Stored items
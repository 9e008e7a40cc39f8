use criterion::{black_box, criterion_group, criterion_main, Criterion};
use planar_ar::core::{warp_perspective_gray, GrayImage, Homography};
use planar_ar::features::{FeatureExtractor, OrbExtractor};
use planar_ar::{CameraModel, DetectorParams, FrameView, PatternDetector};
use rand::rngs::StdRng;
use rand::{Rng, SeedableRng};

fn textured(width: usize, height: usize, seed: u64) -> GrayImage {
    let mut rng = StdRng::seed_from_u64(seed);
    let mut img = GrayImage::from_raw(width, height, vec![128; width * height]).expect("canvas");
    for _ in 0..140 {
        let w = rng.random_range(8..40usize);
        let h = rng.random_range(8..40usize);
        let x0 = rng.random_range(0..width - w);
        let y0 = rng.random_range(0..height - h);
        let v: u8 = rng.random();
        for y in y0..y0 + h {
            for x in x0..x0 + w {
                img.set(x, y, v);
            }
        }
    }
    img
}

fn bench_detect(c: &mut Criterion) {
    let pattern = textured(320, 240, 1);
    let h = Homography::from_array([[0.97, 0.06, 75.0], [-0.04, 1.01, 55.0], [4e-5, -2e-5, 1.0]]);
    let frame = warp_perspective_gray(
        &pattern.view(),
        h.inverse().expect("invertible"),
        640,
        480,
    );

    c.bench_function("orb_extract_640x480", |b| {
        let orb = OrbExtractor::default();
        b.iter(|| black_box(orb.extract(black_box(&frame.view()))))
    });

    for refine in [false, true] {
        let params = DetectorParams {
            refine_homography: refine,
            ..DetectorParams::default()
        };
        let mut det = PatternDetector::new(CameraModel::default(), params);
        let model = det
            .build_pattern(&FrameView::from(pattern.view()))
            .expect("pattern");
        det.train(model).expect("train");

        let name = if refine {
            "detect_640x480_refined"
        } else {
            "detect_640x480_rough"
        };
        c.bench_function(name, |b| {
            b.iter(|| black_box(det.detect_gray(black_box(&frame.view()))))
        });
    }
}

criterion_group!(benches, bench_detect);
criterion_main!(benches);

◆ Work request ◆
The lines from the one containing "let model = det" through the last line of the records are the answer; set them down exactly and add nothing.

◆ Exercise output ◆
        let model = det
            .build_pattern(&FrameView::from(pattern.view()))
            .expect("pattern");
        det.train(model).expect("train");

        let name = if refine {
            "detect_640x480_refined"
        } else {
            "detect_640x480_rough"
        };
        c.bench_function(name, |b| {
            b.iter(|| black_box(det.detect_gray(black_box(&frame.view()))))
        });
    }
}

criterion_group!(benches, bench_detect);
criterion_main!(benches);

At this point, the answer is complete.